(Dataset entries)
# # #

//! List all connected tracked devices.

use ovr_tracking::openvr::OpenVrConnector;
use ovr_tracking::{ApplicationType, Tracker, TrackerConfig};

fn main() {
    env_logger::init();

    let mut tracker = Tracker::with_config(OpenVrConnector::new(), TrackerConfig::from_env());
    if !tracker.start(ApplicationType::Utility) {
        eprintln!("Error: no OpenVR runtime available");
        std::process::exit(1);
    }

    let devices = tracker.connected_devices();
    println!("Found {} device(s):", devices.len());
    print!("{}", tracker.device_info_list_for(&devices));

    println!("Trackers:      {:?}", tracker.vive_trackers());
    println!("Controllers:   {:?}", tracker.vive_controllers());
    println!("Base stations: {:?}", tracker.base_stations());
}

# # #

--- Assignment ---
Copy only the stretch running from the line containing "std::process::exit(1);" to the final line of the entries, both ends included, exactly as it stands.

--- Response to the exercise ---
        std::process::exit(1);
    }

    let devices = tracker.connected_devices();
    println!("Found {} device(s):", devices.len());
    print!("{}", tracker.device_info_list_for(&devices));

    println!("Trackers:      {:?}", tracker.vive_trackers());
    println!("Controllers:   {:?}", tracker.vive_controllers());
    println!("Base stations: {:?}", tracker.base_stations());
}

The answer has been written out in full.